WHAT THE TASK ASKS >>
The answer must be a bare number: the count of lines below that contain "smoothed".
DATASET RECORDS Start Marker
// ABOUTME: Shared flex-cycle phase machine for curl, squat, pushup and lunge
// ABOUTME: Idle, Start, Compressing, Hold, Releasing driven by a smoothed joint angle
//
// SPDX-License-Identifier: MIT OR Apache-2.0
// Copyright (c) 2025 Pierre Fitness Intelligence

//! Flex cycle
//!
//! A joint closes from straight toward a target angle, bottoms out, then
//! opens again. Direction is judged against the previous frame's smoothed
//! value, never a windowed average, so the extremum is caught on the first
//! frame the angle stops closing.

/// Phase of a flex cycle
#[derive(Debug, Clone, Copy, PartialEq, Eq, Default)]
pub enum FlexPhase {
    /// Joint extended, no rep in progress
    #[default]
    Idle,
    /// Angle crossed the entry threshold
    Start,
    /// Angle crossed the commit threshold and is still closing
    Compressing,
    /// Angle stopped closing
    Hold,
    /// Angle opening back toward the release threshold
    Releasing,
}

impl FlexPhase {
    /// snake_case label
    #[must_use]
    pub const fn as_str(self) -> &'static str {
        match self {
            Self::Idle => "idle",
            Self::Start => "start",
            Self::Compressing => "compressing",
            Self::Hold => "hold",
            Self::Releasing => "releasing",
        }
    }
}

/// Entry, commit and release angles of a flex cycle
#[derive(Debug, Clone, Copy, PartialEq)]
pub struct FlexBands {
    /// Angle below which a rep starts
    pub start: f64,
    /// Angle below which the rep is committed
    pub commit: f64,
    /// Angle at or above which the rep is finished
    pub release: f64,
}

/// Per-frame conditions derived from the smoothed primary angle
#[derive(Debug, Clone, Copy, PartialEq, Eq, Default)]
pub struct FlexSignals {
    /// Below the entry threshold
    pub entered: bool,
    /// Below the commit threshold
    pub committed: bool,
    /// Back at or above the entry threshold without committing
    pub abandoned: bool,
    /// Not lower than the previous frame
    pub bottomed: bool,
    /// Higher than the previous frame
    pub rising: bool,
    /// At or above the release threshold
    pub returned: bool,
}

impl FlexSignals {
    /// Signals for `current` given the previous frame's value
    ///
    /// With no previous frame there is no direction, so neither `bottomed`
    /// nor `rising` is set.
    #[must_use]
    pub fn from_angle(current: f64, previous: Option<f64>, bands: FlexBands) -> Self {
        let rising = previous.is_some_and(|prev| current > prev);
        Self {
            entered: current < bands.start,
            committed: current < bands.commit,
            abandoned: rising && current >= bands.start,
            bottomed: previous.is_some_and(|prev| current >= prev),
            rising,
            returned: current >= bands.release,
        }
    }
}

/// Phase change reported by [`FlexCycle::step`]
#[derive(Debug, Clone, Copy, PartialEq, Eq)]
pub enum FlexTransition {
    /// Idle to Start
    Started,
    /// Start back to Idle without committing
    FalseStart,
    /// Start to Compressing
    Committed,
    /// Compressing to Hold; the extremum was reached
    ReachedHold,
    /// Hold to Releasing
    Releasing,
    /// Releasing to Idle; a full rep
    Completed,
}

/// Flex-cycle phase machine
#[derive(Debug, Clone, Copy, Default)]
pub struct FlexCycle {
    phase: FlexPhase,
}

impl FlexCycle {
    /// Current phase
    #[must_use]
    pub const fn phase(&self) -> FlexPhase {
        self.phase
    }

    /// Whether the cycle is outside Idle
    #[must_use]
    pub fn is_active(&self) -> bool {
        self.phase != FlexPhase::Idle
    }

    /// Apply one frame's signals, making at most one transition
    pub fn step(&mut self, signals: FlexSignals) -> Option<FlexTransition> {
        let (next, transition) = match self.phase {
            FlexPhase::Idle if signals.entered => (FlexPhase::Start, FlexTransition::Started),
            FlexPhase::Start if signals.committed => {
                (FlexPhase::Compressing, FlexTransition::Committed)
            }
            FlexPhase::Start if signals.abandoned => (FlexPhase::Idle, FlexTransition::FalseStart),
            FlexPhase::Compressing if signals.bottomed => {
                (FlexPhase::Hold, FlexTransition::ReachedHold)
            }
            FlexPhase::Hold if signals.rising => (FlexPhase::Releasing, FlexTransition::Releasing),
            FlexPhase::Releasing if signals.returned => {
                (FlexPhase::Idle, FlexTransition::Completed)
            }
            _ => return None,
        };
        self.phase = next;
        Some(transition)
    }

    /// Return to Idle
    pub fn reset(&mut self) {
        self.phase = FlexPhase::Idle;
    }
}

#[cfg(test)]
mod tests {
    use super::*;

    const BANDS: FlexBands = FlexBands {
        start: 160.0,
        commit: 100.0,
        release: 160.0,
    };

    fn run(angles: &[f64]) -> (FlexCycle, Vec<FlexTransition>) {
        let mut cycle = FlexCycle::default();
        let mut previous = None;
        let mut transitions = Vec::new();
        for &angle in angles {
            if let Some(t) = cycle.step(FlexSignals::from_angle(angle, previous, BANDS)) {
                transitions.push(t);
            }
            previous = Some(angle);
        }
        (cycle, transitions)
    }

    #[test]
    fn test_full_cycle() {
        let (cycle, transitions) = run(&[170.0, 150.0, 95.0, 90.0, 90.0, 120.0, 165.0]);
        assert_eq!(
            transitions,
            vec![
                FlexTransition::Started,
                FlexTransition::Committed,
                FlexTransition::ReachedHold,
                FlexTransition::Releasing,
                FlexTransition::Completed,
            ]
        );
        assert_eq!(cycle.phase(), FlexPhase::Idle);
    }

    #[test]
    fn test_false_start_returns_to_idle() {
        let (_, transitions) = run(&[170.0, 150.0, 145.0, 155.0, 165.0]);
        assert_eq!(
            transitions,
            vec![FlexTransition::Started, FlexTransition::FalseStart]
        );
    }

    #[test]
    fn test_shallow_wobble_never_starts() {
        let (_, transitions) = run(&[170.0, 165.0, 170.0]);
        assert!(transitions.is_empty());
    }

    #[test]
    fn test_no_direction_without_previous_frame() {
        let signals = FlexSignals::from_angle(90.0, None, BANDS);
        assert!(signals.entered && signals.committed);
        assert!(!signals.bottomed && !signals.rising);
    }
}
DATASET RECORDS End Marker
YOUR RESPONSE >>
3